Depuis le 1er novembre et l’ouverture de la COP26, les enjeux du réchauffement climatique sont revenus sur le devant de la scène. Cette année, le sommet a notamment la tâche de mesurer les progrès accomplis ou non depuis les accords de Paris de 2015. Retardé d’un an par la pandémie, il s’est ouvert dans un contexte de relance économique au niveau mondial, dont la trajectoire a parfois (comme en Europe) été fortement infléchie par les impératifs de transition environnementale. Dans le secteur des transports, et plus précisément dans l’aéronautique, ces derniers mois ont vu une effervescence d’idées, de développements de projets et la priorisation des moyens de décarboner l’aviation.
La prise de conscience n’est pas récente et le secteur aéronautique avait pris le problème à bras le corps bien avant de subir le déferlement de la crise. Mais, persuadé de polluer peu (le transport aérien représentait en 2019 environ 3% des émissions de CO2 mondiales), il n’allait pas aussi vite qu’il l’aurait pu. La crise, l’engagement plus résolu des gouvernements en faveur d’une relance et une croissance vertes, ainsi que les perspectives de croissance à long terme misant toujours sur un nouveau doublement du trafic mondial d’ici 2050, ont donné un coup d’accélérateur à la transition écologique.
Accenture voit là une vraie problématique qui s’est imposée au secteur et qui implique souvent un besoin d’accompagnement des acteurs. La société de conseil et de technologies rappelle que les pistes et les solutions font consensus : recours aux carburants durables d’aviation, création d’un avion vert et optimisation du trafic aérien. « Si la cible est connue, il y a toute une chaîne de valeur qu’il faut transformer pour qu’elle soit durable », confie Marc Gellé, son directeur général Aéronautique et Défense pour l’Europe. Dans une étude menée sur le secteur Aéronautique et Défense et publiée cet été, la société a mis en avant les trois leviers qui doivent permettre de réussir cette transition.
Accélération : « le secteur n’est pas le plus avancé sur la problématique du durable »
« La bonne nouvelle, c’est que les dirigeants sont conscients des enjeux », souligne Marc Gellé. En effet, l’étude montre que 63% d’entre eux estiment qu’un tiers de leur chiffre d’affaires sera réalisé grâce à des produits ou services durables dans les cinq prochaines années, alors qu’ils représentent encore moins de 5% des recettes aujourd’hui. « C’est peut-être un peu surestimé mais il y a une vraie accélération. » D’autant qu’avec la crise, plus de 35%des investissements européens de soutien des gouvernements ont été fléchés vers la transformation durable.
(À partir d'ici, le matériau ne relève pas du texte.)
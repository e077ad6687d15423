//! Per-invocation random number generation for the path tracing kernels.
//!
//! Every shading step reseeds from `(iteration, pixel index, depth)`, so the
//! scheduler is free to reorder or compact paths without changing any sample.
//!
//! Multiplication and addition go through 16-bit chunks: the results are
//! bit-identical to wrapping arithmetic, and the intermediate products stay
//! inside u32 range on every backend (including the host, where these
//! functions also run as plain Rust under overflow checks).

use cubecl::prelude::*;

/// Low 32 bits of `a * b` without intermediate overflow.
#[cube]
pub(crate) fn mul_wrap(a: u32, b: u32) -> u32 {
    let mask = u32::new(0xffff);
    let a0 = a & mask;
    let a1 = a >> 16;
    let b0 = b & mask;
    let b1 = b >> 16;
    let low = a0 * b0;
    let mid = ((a0 * b1) & mask) + ((a1 * b0) & mask);
    let high = (low >> 16) + mid;
    (low & mask) | ((high & mask) << 16)
}

/// `a + b` modulo 2^32 without intermediate overflow.
#[cube]
pub(crate) fn add_wrap(a: u32, b: u32) -> u32 {
    let mask = u32::new(0xffff);
    let low = (a & mask) + (b & mask);
    let high = (a >> 16) + (b >> 16) + (low >> 16);
    (low & mask) | ((high & mask) << 16)
}

/// Wang hash; decorrelates consecutive integer seeds.
#[cube]
pub(crate) fn wang_hash(seed: u32) -> u32 {
    let mut v = (seed ^ u32::new(61)) ^ (seed >> 16);
    v = mul_wrap(v, u32::new(9));
    v = v ^ (v >> 4);
    v = mul_wrap(v, u32::new(0x27d4_eb2d));
    v ^ (v >> 15)
}

/// Build the PCG state for one shading invocation.
#[cube]
pub(crate) fn rng_seed(iteration: u32, pixel_index: u32, depth: u32, seed: u32) -> u32 {
    let a = wang_hash(iteration ^ mul_wrap(seed, u32::new(0x9e37_79b9)));
    let b = wang_hash(add_wrap(mul_wrap(pixel_index, u32::new(0x85eb_ca6b)), depth));
    wang_hash(a ^ b)
}

/// Advance the 32-bit PCG (RXS-M-XS output permutation) and return the next
/// random word.
#[cube]
pub(crate) fn rng_next_u32(state: &mut u32) -> u32 {
    *state = add_wrap(
        mul_wrap(*state, u32::new(747_796_405)),
        u32::new(2_891_336_453),
    );
    let s = *state;
    let word = mul_wrap((s >> ((s >> 28) + u32::new(4))) ^ s, u32::new(277_803_737));
    (word >> 22) ^ word
}

/// Uniform float in [0, 1) built from the top 23 random bits.
#[cube]
pub(crate) fn rng_next_f32(state: &mut u32) -> f32 {
    let word = rng_next_u32(state);
    f32::cast_from(word >> 9) * f32::new(1.0 / 8_388_608.0)
}
//! raywave: a wavefront Monte Carlo path tracer on CubeCL/WGPU.
//!
//! The crate traces large ray batches per iteration through a depth loop of
//! intersection, shading, and stream compaction kernels, accumulates
//! radiance into a floating-point framebuffer, and can denoise the result
//! with an edge-aware A-Trous wavelet filter guided by a geometric
//! G-buffer.
//!
//! ## Usage
//! ```ignore
//! let scene = raywave::scene::parse::parse_scene(text)?;
//! let mut renderer = Renderer::new(RenderSettings::default());
//! renderer.init(&scene)?;
//! for iter in 1..=500 {
//!     renderer.render_iteration(iter)?;
//! }
//! let raw = renderer.read_framebuffer()?;
//! let filtered = renderer.denoise(&DenoiseParams::default(), 500)?;
//! renderer.free();
//! ```

mod gpu;
mod renderer;
pub mod scene;

pub use renderer::{
    DenoiseParams, Framebuffer, IntegratorKind, RenderError, RenderSettings, Renderer,
};
pub use scene::{
    Camera, EnvironmentMap, Geom, GeomKind, Material, MaterialKind, Medium, MeshData, Scene,
    Texture,
};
Au niveau de l’engineering, beaucoup peut être fait dès aujourd’hui. Tout allègement d’un équipement a un impact positif sur les émissions. Accenture cite l’exemple de panneaux de séparation plus résistants et plus légers sur l’Airbus A320, dont la généralisation permettrait d’alléger la cabine de 500kg et entraînerait des réductions d’émissions de CO2 allant jusqu’à 166 tonnes par avion et par an. « Comme le montre Airbus, nous ne sommes pas obligés d’attendre le futur avion vert pour réduire les émissions de CO2», résume Marc Gellé.
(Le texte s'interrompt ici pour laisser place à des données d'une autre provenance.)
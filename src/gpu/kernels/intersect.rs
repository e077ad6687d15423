//! Ray/primitive intersection and k-d tree traversal.
//!
//! Primitives live in object space (unit sphere of radius 0.5, unit cube,
//! object-space triangle pools); rays are pulled through each instance's
//! inverse transform, so the returned `t` stays in the world-space ray
//! parameterization and nearest-hit comparisons across instances are valid.

use cubecl::prelude::*;
use crate::gpu::constants::*;
use super::math::*;

/// Guard against division by a near-zero direction component.
#[cube]
pub(crate) fn safe_rcp(d: f32) -> f32 {
    let tiny = f32::new(1.0e-12);
    let mut s = d;
    if abs_f32(d) < tiny {
        s = tiny * sign_f32(d);
    }
    f32::new(1.0) / s
}

/// Intersect a ray with the object-space unit sphere (radius 0.5, origin
/// centered). The direction need not be unit length. Returns the nearest
/// positive root, or -1 on miss.
#[cube]
pub(crate) fn ray_sphere(ox: f32, oy: f32, oz: f32, dx: f32, dy: f32, dz: f32) -> f32 {
    let radius = f32::new(0.5);
    let a = vec3_dot(dx, dy, dz, dx, dy, dz);
    let b = f32::new(2.0) * vec3_dot(ox, oy, oz, dx, dy, dz);
    let c = vec3_dot(ox, oy, oz, ox, oy, oz) - radius * radius;
    let disc = b * b - f32::new(4.0) * a * c;
    let mut t = f32::new(-1.0);
    if disc >= f32::new(0.0) && a > f32::new(0.0) {
        let sq = disc.sqrt();
        let t0 = (-b - sq) / (f32::new(2.0) * a);
        let t1 = (-b + sq) / (f32::new(2.0) * a);
        if t0 > f32::new(0.0) {
            t = t0;
        } else if t1 > f32::new(0.0) {
            t = t1;
        }
    }
    t
}

/// Intersect a ray with the object-space unit cube ([-0.5, 0.5]^3) by slab
/// clipping. Returns [t, nx, ny, nz] with the outward normal of the hit
/// face in object space; t = -1 on miss. Rays starting inside hit the exit
/// face.
#[cube]
pub(crate) fn ray_cube(ox: f32, oy: f32, oz: f32, dx: f32, dy: f32, dz: f32) -> Line<f32> {
    let mut out = Line::empty(4u32);
    let half = f32::new(0.5);

    let inv_x = safe_rcp(dx);
    let inv_y = safe_rcp(dy);
    let inv_z = safe_rcp(dz);

    let tx0 = (-half - ox) * inv_x;
    let tx1 = (half - ox) * inv_x;
    let ty0 = (-half - oy) * inv_y;
    let ty1 = (half - oy) * inv_y;
    let tz0 = (-half - oz) * inv_z;
    let tz1 = (half - oz) * inv_z;

    let tx_min = min_f32(tx0, tx1);
    let tx_max = max_f32(tx0, tx1);
    let ty_min = min_f32(ty0, ty1);
    let ty_max = max_f32(ty0, ty1);
    let tz_min = min_f32(tz0, tz1);
    let tz_max = max_f32(tz0, tz1);

    let t_min = max_f32(tx_min, max_f32(ty_min, tz_min));
    let t_max = min_f32(tx_max, min_f32(ty_max, tz_max));

    out[0] = f32::new(-1.0);
    out[1] = f32::new(0.0);
    out[2] = f32::new(0.0);
    out[3] = f32::new(0.0);

    if t_min <= t_max && t_max > f32::new(0.0) {
        let mut t = t_min;
        if t_min <= f32::new(0.0) {
            t = t_max;
        }
        out[0] = t;
        // Outward normal of the face containing the hit point.
        if t == tx0 || t == tx1 {
            out[1] = sign_f32(ox + t * dx);
        } else if t == ty0 || t == ty1 {
            out[2] = sign_f32(oy + t * dy);
        } else {
            out[3] = sign_f32(oz + t * dz);
        }
    }
    out
}

/// Moller-Trumbore ray/triangle intersection. Returns [t, b1, b2, 0] with
/// the barycentric weights of v1 and v2; t = -1 on miss.
#[cube]
pub(crate) fn ray_triangle(
    ox: f32,
    oy: f32,
    oz: f32,
    dx: f32,
    dy: f32,
    dz: f32,
    v0x: f32,
    v0y: f32,
    v0z: f32,
    v1x: f32,
    v1y: f32,
    v1z: f32,
    v2x: f32,
    v2y: f32,
    v2z: f32,
) -> Line<f32> {
    let mut out = Line::empty(4u32);
    out[0] = f32::new(-1.0);
    out[1] = f32::new(0.0);
    out[2] = f32::new(0.0);
    out[3] = f32::new(0.0);

    let e1x = v1x - v0x;
    let e1y = v1y - v0y;
    let e1z = v1z - v0z;
    let e2x = v2x - v0x;
    let e2y = v2y - v0y;
    let e2z = v2z - v0z;

    let p = vec3_cross(dx, dy, dz, e2x, e2y, e2z);
    let det = vec3_dot(e1x, e1y, e1z, p[0], p[1], p[2]);
    if abs_f32(det) > f32::new(1.0e-12) {
        let inv_det = f32::new(1.0) / det;
        let sx = ox - v0x;
        let sy = oy - v0y;
        let sz = oz - v0z;
        let b1 = vec3_dot(sx, sy, sz, p[0], p[1], p[2]) * inv_det;
        if b1 >= f32::new(0.0) && b1 <= f32::new(1.0) {
            let q = vec3_cross(sx, sy, sz, e1x, e1y, e1z);
            let b2 = vec3_dot(dx, dy, dz, q[0], q[1], q[2]) * inv_det;
            if b2 >= f32::new(0.0) && b1 + b2 <= f32::new(1.0) {
                let t = vec3_dot(e2x, e2y, e2z, q[0], q[1], q[2]) * inv_det;
                if t > f32::new(0.0) {
                    out[0] = t;
                    out[1] = b1;
                    out[2] = b2;
                }
            }
        }
    }
    out
}

/// Intersect one k-d primitive (a sphere/cube instance, or one triangle of a
/// mesh instance) and fold the result into the current best record.
#[cube]
#[allow(clippy::too_many_arguments)]
pub(crate) fn intersect_prim(
    geom_f32: &Array<f32>,
    geom_u32: &Array<u32>,
    tri_positions: &Array<f32>,
    tri_normals: &Array<f32>,
    tri_uvs: &Array<f32>,
    tri_indices: &Array<u32>,
    geom_id: u32,
    tri_index: u32,
    ox: f32,
    oy: f32,
    oz: f32,
    dx: f32,
    dy: f32,
    dz: f32,
    best_t: &mut f32,
    out_normal: &mut Line<f32>,
    out_tangent: &mut Line<f32>,
    out_uv: &mut Line<f32>,
    out_material: &mut u32,
    out_geom: &mut u32,
) {
    let base_f = geom_id * GEOM_F32_STRIDE;
    let base_u = (geom_id * GEOM_U32_STRIDE);
    let kind = geom_u32[base_u];

    // Pull the ray into object space; `t` stays in world parameterization
    // because the direction is left unnormalized.
    let obj_o = xform_point(geom_f32, base_f + 12, ox, oy, oz);
    let obj_d = xform_dir(geom_f32, base_f + 12, dx, dy, dz);

    if kind == GEOM_SPHERE {
        let t = ray_sphere(obj_o[0], obj_o[1], obj_o[2], obj_d[0], obj_d[1], obj_d[2]);
        if t > f32::new(0.0) && t < *best_t {
            let px = obj_o[0] + t * obj_d[0];
            let py = obj_o[1] + t * obj_d[1];
            let pz = obj_o[2] + t * obj_d[2];
            let n_obj = vec3_normalize(px, py, pz);
            let n = xform_normal(geom_f32, base_f + 24, n_obj[0], n_obj[1], n_obj[2]);
            let mut tangent = Line::empty(3u32);
            let mut bitangent = Line::empty(3u32);
            build_frame(n[0], n[1], n[2], &mut tangent, &mut bitangent);
            *best_t = t;
            out_normal[0] = n[0];
            out_normal[1] = n[1];
            out_normal[2] = n[2];
            out_tangent[0] = tangent[0];
            out_tangent[1] = tangent[1];
            out_tangent[2] = tangent[2];
            out_uv[0] = f32::new(0.5) + pz.atan2(px) * f32::new(INV_PI) * f32::new(0.5);
            out_uv[1] = py + f32::new(0.5);
            *out_material = geom_u32[base_u + 1];
            *out_geom = geom_id;
        }
    } else if kind == GEOM_CUBE {
        let hit = ray_cube(obj_o[0], obj_o[1], obj_o[2], obj_d[0], obj_d[1], obj_d[2]);
        let t = hit[0];
        if t > f32::new(0.0) && t < *best_t {
            let n = xform_normal(geom_f32, base_f + 24, hit[1], hit[2], hit[3]);
            let mut tangent = Line::empty(3u32);
            let mut bitangent = Line::empty(3u32);
            build_frame(n[0], n[1], n[2], &mut tangent, &mut bitangent);
            let px = obj_o[0] + t * obj_d[0];
            let py = obj_o[1] + t * obj_d[1];
            let pz = obj_o[2] + t * obj_d[2];
            // Planar uv over the two axes orthogonal to the hit face.
            let mut u = px + f32::new(0.5);
            let mut v = py + f32::new(0.5);
            if abs_f32(hit[1]) > f32::new(0.5) {
                u = pz + f32::new(0.5);
            } else if abs_f32(hit[2]) > f32::new(0.5) {
                v = pz + f32::new(0.5);
            }
            *best_t = t;
            out_normal[0] = n[0];
            out_normal[1] = n[1];
            out_normal[2] = n[2];
            out_tangent[0] = tangent[0];
            out_tangent[1] = tangent[1];
            out_tangent[2] = tangent[2];
            out_uv[0] = u;
            out_uv[1] = v;
            *out_material = geom_u32[base_u + 1];
            *out_geom = geom_id;
        }
    } else {
        let tri_base = (tri_index * 3);
        let i0 = (tri_indices[tri_base] * 3);
        let i1 = (tri_indices[tri_base + 1] * 3);
        let i2 = (tri_indices[tri_base + 2] * 3);
        let hit = ray_triangle(
            obj_o[0],
            obj_o[1],
            obj_o[2],
            obj_d[0],
            obj_d[1],
            obj_d[2],
            tri_positions[i0],
            tri_positions[i0 + 1],
            tri_positions[i0 + 2],
            tri_positions[i1],
            tri_positions[i1 + 1],
            tri_positions[i1 + 2],
            tri_positions[i2],
            tri_positions[i2 + 1],
            tri_positions[i2 + 2],
        );
        let t = hit[0];
        if t > f32::new(0.0) && t < *best_t {
            let b1 = hit[1];
            let b2 = hit[2];
            let b0 = f32::new(1.0) - b1 - b2;
            let nx = b0 * tri_normals[i0] + b1 * tri_normals[i1] + b2 * tri_normals[i2];
            let ny = b0 * tri_normals[i0 + 1] + b1 * tri_normals[i1 + 1] + b2 * tri_normals[i2 + 1];
            let nz = b0 * tri_normals[i0 + 2] + b1 * tri_normals[i1 + 2] + b2 * tri_normals[i2 + 2];
            let n = xform_normal(geom_f32, base_f + 24, nx, ny, nz);

            // Tangent from the first edge, orthogonalized against the normal.
            let e1 = xform_dir(
                geom_f32,
                base_f,
                tri_positions[i1] - tri_positions[i0],
                tri_positions[i1 + 1] - tri_positions[i0 + 1],
                tri_positions[i1 + 2] - tri_positions[i0 + 2],
            );
            let proj = vec3_dot(e1[0], e1[1], e1[2], n[0], n[1], n[2]);
            let tan_raw_x = e1[0] - proj * n[0];
            let tan_raw_y = e1[1] - proj * n[1];
            let tan_raw_z = e1[2] - proj * n[2];
            let mut tangent = vec3_normalize(tan_raw_x, tan_raw_y, tan_raw_z);
            if vec3_length(tangent[0], tangent[1], tangent[2]) < f32::new(0.5) {
                let mut frame_tan = Line::empty(3u32);
                let mut frame_bit = Line::empty(3u32);
                build_frame(n[0], n[1], n[2], &mut frame_tan, &mut frame_bit);
                tangent = frame_tan;
            }

            let u0 = (tri_indices[tri_base] * 2);
            let u1 = (tri_indices[tri_base + 1] * 2);
            let u2 = (tri_indices[tri_base + 2] * 2);
            *best_t = t;
            out_normal[0] = n[0];
            out_normal[1] = n[1];
            out_normal[2] = n[2];
            out_tangent[0] = tangent[0];
            out_tangent[1] = tangent[1];
            out_tangent[2] = tangent[2];
            out_uv[0] = b0 * tri_uvs[u0] + b1 * tri_uvs[u1] + b2 * tri_uvs[u2];
            out_uv[1] = b0 * tri_uvs[u0 + 1] + b1 * tri_uvs[u1 + 1] + b2 * tri_uvs[u2 + 1];
            *out_material = geom_u32[base_u + 1];
            *out_geom = geom_id;
        }
    }
}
Les producteurs de sièges d’avions font partie de ceux qui travaillent beaucoup à l’allégement de leurs produits et communiquent à ce sujet, comme l’ont régulièrement montré Expliseat ou Recaro. Mais ces allègements sont recherchés à tous les niveaux de l’avion. Ici, Airbus présente sa cloison de séparation bionique. Image © Airbus
D’autres initiatives peuvent être prises au niveau des usines de fabrication, pour réduire leur empreinte carbone via la mise en place d’outils connectés et intelligents ou comme le fait Boeing en ayant recours à un emploi accru d’énergies vertes.
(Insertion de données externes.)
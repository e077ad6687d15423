//! Edge-aware A-Trous wavelet denoiser and the Gaussian fallback.

use cubecl::prelude::*;
use crate::gpu::constants::*;
use super::math::*;

/// B3-spline kernel weight for a tap offset in [-2, 2].
#[cube]
pub(crate) fn b3_weight(d: i32) -> f32 {
    let mut a = d;
    if a < 0 {
        a = -a;
    }
    let mut w = f32::new(0.375);
    if a == 1 {
        w = f32::new(0.25);
    } else if a == 2 {
        w = f32::new(0.0625);
    }
    w
}

/// Primary ray direction through a pixel center; must match the generation
/// kernel so G-buffer depths reconstruct the correct world positions.
#[cube]
#[allow(clippy::too_many_arguments)]
pub(crate) fn primary_ray_dir(
    x: u32,
    y: u32,
    width: u32,
    height: u32,
    view_x: f32,
    view_y: f32,
    view_z: f32,
    up_x: f32,
    up_y: f32,
    up_z: f32,
    right_x: f32,
    right_y: f32,
    right_z: f32,
    pixel_len_x: f32,
    pixel_len_y: f32,
) -> Line<f32> {
    let half = f32::new(0.5);
    let sx = (f32::cast_from(x) - f32::cast_from(width) * half + half) * pixel_len_x;
    let sy = (f32::cast_from(y) - f32::cast_from(height) * half + half) * pixel_len_y;
    vec3_normalize(
        view_x - right_x * sx - up_x * sy,
        view_y - right_y * sx - up_y * sy,
        view_z - right_z * sx - up_z * sy,
    )
}

/// Divide the accumulator by the iteration count to get the mean radiance
/// image the wavelet passes filter.
#[cube(launch_unchecked)]
pub(crate) fn prepare_denoise_input(
    accum: &Array<f32>,
    num_pixels: u32,
    iteration: u32,
    out: &mut Array<f32>,
) {
    let idx = ABSOLUTE_POS;
    if idx >= num_pixels {
        terminate!();
    }
    let inv = f32::new(1.0) / max_f32(f32::cast_from(iteration), f32::new(1.0));
    let base = idx * 3;
    out[base] = accum[base] * inv;
    out[base + 1] = accum[base + 1] * inv;
    out[base + 2] = accum[base + 2] * inv;
}

/// Multiply the filtered mean back by the iteration count so display code
/// can keep dividing uniformly.
#[cube(launch_unchecked)]
pub(crate) fn finalize_denoise_output(
    filtered: &Array<f32>,
    num_pixels: u32,
    iteration: u32,
    out: &mut Array<f32>,
) {
    let idx = ABSOLUTE_POS;
    if idx >= num_pixels {
        terminate!();
    }
    let scale = max_f32(f32::cast_from(iteration), f32::new(1.0));
    let base = idx * 3;
    out[base] = filtered[base] * scale;
    out[base + 1] = filtered[base + 1] * scale;
    out[base + 2] = filtered[base + 2] * scale;
}

/// One A-Trous wavelet pass: a 5x5 B3-spline stencil with tap stride
/// `2^k`, each tap weighted by Gaussian edge-stopping factors on color,
/// oct-decoded G-buffer normal, and reconstructed world position.
#[cube(launch_unchecked)]
#[allow(clippy::too_many_arguments)]
pub(crate) fn atrous_pass(
    input: &Array<f32>,
    gbuffer: &Array<f32>,
    width: u32,
    height: u32,
    stride: u32,
    sigma_color: f32,
    sigma_normal: f32,
    sigma_position: f32,
    cam_px: f32,
    cam_py: f32,
    cam_pz: f32,
    view_x: f32,
    view_y: f32,
    view_z: f32,
    up_x: f32,
    up_y: f32,
    up_z: f32,
    right_x: f32,
    right_y: f32,
    right_z: f32,
    pixel_len_x: f32,
    pixel_len_y: f32,
    output: &mut Array<f32>,
) {
    let idx = ABSOLUTE_POS;
    let num_pixels = width * height;
    if idx >= num_pixels {
        terminate!();
    }

    let pixel = idx as u32;
    let x = pixel % width;
    let y = pixel / width;

    let center_base = idx * 3;
    let c_r = input[center_base];
    let c_g = input[center_base + 1];
    let c_b = input[center_base + 2];

    let g_base = idx * GBUFFER_STRIDE;
    let c_n = oct_decode(gbuffer[g_base], gbuffer[g_base + 1]);
    let c_t = gbuffer[g_base + 2];
    let c_dir = primary_ray_dir(
        x,
        y,
        width,
        height,
        view_x,
        view_y,
        view_z,
        up_x,
        up_y,
        up_z,
        right_x,
        right_y,
        right_z,
        pixel_len_x,
        pixel_len_y,
    );
    let c_pos_x = cam_px + c_t * c_dir[0];
    let c_pos_y = cam_py + c_t * c_dir[1];
    let c_pos_z = cam_pz + c_t * c_dir[2];

    let sc = max_f32(sigma_color, f32::new(1.0e-10));
    let sn = max_f32(sigma_normal, f32::new(1.0e-10));
    let sp = max_f32(sigma_position, f32::new(1.0e-10));

    let mut sum_r = f32::new(0.0);
    let mut sum_g = f32::new(0.0);
    let mut sum_b = f32::new(0.0);
    let mut sum_w = f32::new(0.0);

    let step = stride as i32;
    for dy in -2..=2 {
        for dx in -2..=2 {
            // Taps clamp to the image bounds.
            let mut tx = x as i32 + dx * step;
            let mut ty = y as i32 + dy * step;
            if tx < 0 {
                tx = 0;
            } else if tx >= width as i32 {
                tx = width as i32 - 1;
            }
            if ty < 0 {
                ty = 0;
            } else if ty >= height as i32 {
                ty = height as i32 - 1;
            }

            let tap = (ty as u32 * width + tx as u32);
            let tap_base = tap * 3;
            let t_r = input[tap_base];
            let t_g = input[tap_base + 1];
            let t_b = input[tap_base + 2];

            let tg_base = tap * GBUFFER_STRIDE;
            let t_n = oct_decode(gbuffer[tg_base], gbuffer[tg_base + 1]);
            let t_t = gbuffer[tg_base + 2];
            let t_dir = primary_ray_dir(
                tx as u32,
                ty as u32,
                width,
                height,
                view_x,
                view_y,
                view_z,
                up_x,
                up_y,
                up_z,
                right_x,
                right_y,
                right_z,
                pixel_len_x,
                pixel_len_y,
            );
            let t_pos_x = cam_px + t_t * t_dir[0];
            let t_pos_y = cam_py + t_t * t_dir[1];
            let t_pos_z = cam_pz + t_t * t_dir[2];

            let dc_r = t_r - c_r;
            let dc_g = t_g - c_g;
            let dc_b = t_b - c_b;
            let dist_c = dc_r * dc_r + dc_g * dc_g + dc_b * dc_b;

            let dn_x = t_n[0] - c_n[0];
            let dn_y = t_n[1] - c_n[1];
            let dn_z = t_n[2] - c_n[2];
            let dist_n = max_f32(dn_x * dn_x + dn_y * dn_y + dn_z * dn_z, f32::new(0.0));

            let dp_x = t_pos_x - c_pos_x;
            let dp_y = t_pos_y - c_pos_y;
            let dp_z = t_pos_z - c_pos_z;
            let dist_p = dp_x * dp_x + dp_y * dp_y + dp_z * dp_z;

            let h = b3_weight(dx) * b3_weight(dy);
            let w = h
                * (-dist_c / sc).exp()
                * (-dist_n / sn).exp()
                * (-dist_p / sp).exp();

            sum_r += t_r * w;
            sum_g += t_g * w;
            sum_b += t_b * w;
            sum_w += w;
        }
    }

    let out_base = idx * 3;
    if sum_w > f32::new(0.0) {
        output[out_base] = sum_r / sum_w;
        output[out_base + 1] = sum_g / sum_w;
        output[out_base + 2] = sum_b / sum_w;
    } else {
        output[out_base] = c_r;
        output[out_base + 1] = c_g;
        output[out_base + 2] = c_b;
    }
}

/// Isotropic Gaussian fallback. `quarter_kernel` holds the 1-D half kernel
/// (index 0 = center), mirror-indexed by |offset|.
#[cube(launch_unchecked)]
pub(crate) fn gaussian_pass(
    input: &Array<f32>,
    width: u32,
    height: u32,
    radius: u32,
    quarter_kernel: &Array<f32>,
    output: &mut Array<f32>,
) {
    let idx = ABSOLUTE_POS;
    let num_pixels = width * height;
    if idx >= num_pixels {
        terminate!();
    }

    let pixel = idx as u32;
    let x = pixel % width;
    let y = pixel / width;

    let r = radius as i32;
    let mut sum_r = f32::new(0.0);
    let mut sum_g = f32::new(0.0);
    let mut sum_b = f32::new(0.0);
    let mut sum_w = f32::new(0.0);

    for dy in -r..=r {
        for dx in -r..=r {
            let tx = x as i32 + dx;
            let ty = y as i32 + dy;
            if tx >= 0 && ty >= 0 && tx < width as i32 && ty < height as i32 {
                let mut ax = dx;
                if ax < 0 {
                    ax = -ax;
                }
                let mut ay = dy;
                if ay < 0 {
                    ay = -ay;
                }
                let w = quarter_kernel[ax] * quarter_kernel[ay];
                let tap = (ty as u32 * width + tx as u32) * 3;
                sum_r += input[tap] * w;
                sum_g += input[tap + 1] * w;
                sum_b += input[tap + 2] * w;
                sum_w += w;
            }
        }
    }

    let out_base = idx * 3;
    if sum_w > f32::new(0.0) {
        output[out_base] = sum_r / sum_w;
        output[out_base + 1] = sum_g / sum_w;
        output[out_base + 2] = sum_b / sum_w;
    } else {
        output[out_base] = input[out_base];
        output[out_base + 1] = input[out_base + 1];
        output[out_base + 2] = input[out_base + 2];
    }
}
Accenture travaille aussi beaucoup sur la transformation digitale de l’ensemble de la chaine de valeurs, son coeur d’activité, depuis la conception, la production, la logistique jusqu’à l’après-vente. La société de conseil et de technologies insiste sur l’intérêt des jumeaux numériques qui se développent plus facilement maintenant que beaucoup de composants sont équipés de capteurs et qui « permettent d’économiser du temps, des coûts, mais aussi de l’énergie et de rendre le processus très durable » en simulant en temps réel les évolutions d’un produit (ou d’une usine) sans avoir à faire de prototype physique. Dans cette optique, le « cloud » dans lequel gravitent toutes les données doit lui aussi devenir plus vert.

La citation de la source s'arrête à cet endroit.